Der neue nationale Feiertag sollte «E-Day» genannt werden: E für Evolution, im Gedenken an Charles Darwin.

Unser wundergläubiger Bundesrat argumentiert hingegen, das laufende nationale Forschungsprogramm solle ohne politischen Druck weitergeführt werden. Daher brauche das Moratorium eine Verlängerung. Diese Begründung zeigt nur, wie in unserem pseudo-säkularisierten Staat Wörter wie «politisch» und «religiös» konstant verwechselt werden. Im Zusammenhang mit dem Gentech-Moratorium ist «politisch» als «religiös» zu verstehen. Der religiöse Druck besteht übrigens auf nationaler Ebene seit langem, weshalb es keinen einzigen atheistischen Politiker gibt.

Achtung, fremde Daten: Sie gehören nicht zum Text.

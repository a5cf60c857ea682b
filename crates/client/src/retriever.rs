//! Credential and certificate retrievers.
//!
//! A retriever pairs one selected fragment with its backend. `retrieve` is
//! called once per bootstrap and always returns a store; fetch failures show
//! up as absent slots and warnings, never as errors.

use tracing::info;

use keyscope_config::{
    CertFragment, CertPaths, CertSlot, CredFragment, LocaleSpec, RetrieveSettings,
};

use crate::backend::Backend;
use crate::context::RetrieveContext;
use crate::error::{ClientError, Result};
use crate::store::{CertStore, SecretStore};

/// Fetches a list of logical keys into a `SecretStore`.
#[derive(Debug, Clone)]
pub struct CredRetriever {
    name: String,
    locale: LocaleSpec,
    backend: Backend,
    paths: Vec<String>,
    settings: RetrieveSettings,
}

impl CredRetriever {
    pub fn new(
        name: impl Into<String>,
        locale: LocaleSpec,
        backend: Backend,
        paths: Vec<String>,
        settings: RetrieveSettings,
    ) -> Self {
        Self {
            name: name.into(),
            locale,
            backend,
            paths,
            settings,
        }
    }

    pub fn from_fragment(fragment: &CredFragment, settings: RetrieveSettings) -> Result<Self> {
        let kind = fragment
            .provider
            .ok_or_else(|| ClientError::MissingProvider(fragment.name.clone()))?;
        Ok(Self::new(
            fragment.name.clone(),
            fragment.locale.clone(),
            Backend::from_connection(kind, &fragment.connection),
            fragment.paths.clone(),
            settings,
        ))
    }

    pub fn name(&self) -> &str {
        &self.name
    }

    pub fn provider(&self) -> &'static str {
        self.backend.provider()
    }

    pub fn endpoint(&self) -> String {
        self.backend.endpoint()
    }

    pub fn locale(&self) -> &LocaleSpec {
        &self.locale
    }

    pub fn list_paths(&self) -> &[String] {
        &self.paths
    }

    pub fn backend(&self) -> &Backend {
        &self.backend
    }

    pub async fn retrieve(&self, ctx: &RetrieveContext) -> SecretStore {
        let keys: Vec<&str> = self.paths.iter().map(String::as_str).collect();
        let values = self
            .backend
            .fetch_all(&keys, &self.locale, &self.settings, ctx)
            .await;

        let mut store = SecretStore::new();
        for (key, value) in keys.into_iter().zip(values) {
            store.insert(key, value);
        }

        info!(
            entry = %self.name,
            provider = self.provider(),
            requested = store.len(),
            available = store.available_count(),
            "Retrieved credentials"
        );
        store
    }
}

/// Fetches the configured certificate slots into a `CertStore`.
#[derive(Debug, Clone)]
pub struct CertRetriever {
    name: String,
    locale: LocaleSpec,
    backend: Backend,
    slots: CertPaths,
    settings: RetrieveSettings,
}

impl CertRetriever {
    pub fn new(
        name: impl Into<String>,
        locale: LocaleSpec,
        backend: Backend,
        slots: CertPaths,
        settings: RetrieveSettings,
    ) -> Self {
        Self {
            name: name.into(),
            locale,
            backend,
            slots,
            settings,
        }
    }

    pub fn from_fragment(fragment: &CertFragment, settings: RetrieveSettings) -> Self {
        Self::new(
            fragment.name.clone(),
            fragment.locale.clone(),
            Backend::from_connection(fragment.provider, &fragment.connection),
            fragment.paths.clone(),
            settings,
        )
    }

    pub fn name(&self) -> &str {
        &self.name
    }

    pub fn provider(&self) -> &'static str {
        self.backend.provider()
    }

    pub fn endpoint(&self) -> String {
        self.backend.endpoint()
    }

    pub fn locale(&self) -> &LocaleSpec {
        &self.locale
    }

    pub fn backend(&self) -> &Backend {
        &self.backend
    }

    pub fn server_cert_path(&self) -> Option<&str> {
        self.slots.server_cert_path.as_deref()
    }

    pub fn server_key_path(&self) -> Option<&str> {
        self.slots.server_key_path.as_deref()
    }

    pub fn client_cert_path(&self) -> Option<&str> {
        self.slots.client_cert_path.as_deref()
    }

    pub fn client_key_path(&self) -> Option<&str> {
        self.slots.client_key_path.as_deref()
    }

    pub async fn retrieve(&self, ctx: &RetrieveContext) -> CertStore {
        let (slots, keys): (Vec<CertSlot>, Vec<&str>) = self.slots.configured().unzip();
        let values = self
            .backend
            .fetch_all(&keys, &self.locale, &self.settings, ctx)
            .await;

        let mut store = CertStore::new();
        for (slot, value) in slots.into_iter().zip(values) {
            store.insert(slot, value);
        }

        info!(
            entry = %self.name,
            provider = self.provider(),
            requested = keys.len(),
            available = store.available_count(),
            "Retrieved certificates"
        );
        store
    }
}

Es gibt Schweizer Städte mit mehr als 30% Konfessionslosen. Was für ein Wählerpotenzial! Es brauchte nur das atheistische Outing eines Politikers und das Versprechen, sich für die Realität einzusetzen, schon hätte man Fraktionsstärke. Als medienwirksamer Polit-Event böte sich ein Postulat an, Christi Himmelfahrt in einen nationalen Feiertag umzutaufen. Der vielgelobte Respekt wäre für einmal keine Worthülse, schliesslich kann man anderen Monotheisten nicht zumuten, an diesem Tag einen fremden Messias zu preisen. Es bietet sich ein politischer Kompromiss an, weil der neue nationale Feiertag «E-Day» genannt werden sollte: E für Evolution. Wir würden eines der herausragendsten Denker der Menschheit gedenken: Charles Darwin. In der Hoffnung, dass zumindest seine Schriften die «NZZ am Sonntag» in seinem 200. Geburtsjahr noch beleben, möchte ich diesem grossen Humanisten bereits jetzt zum Geburtstag am 12. Februar gratulieren: Happy Birthday, Charly!


Beda M. Stadler ist Direktor des Instituts für Immunologie und Professor für Immunologie an der Universität Bern.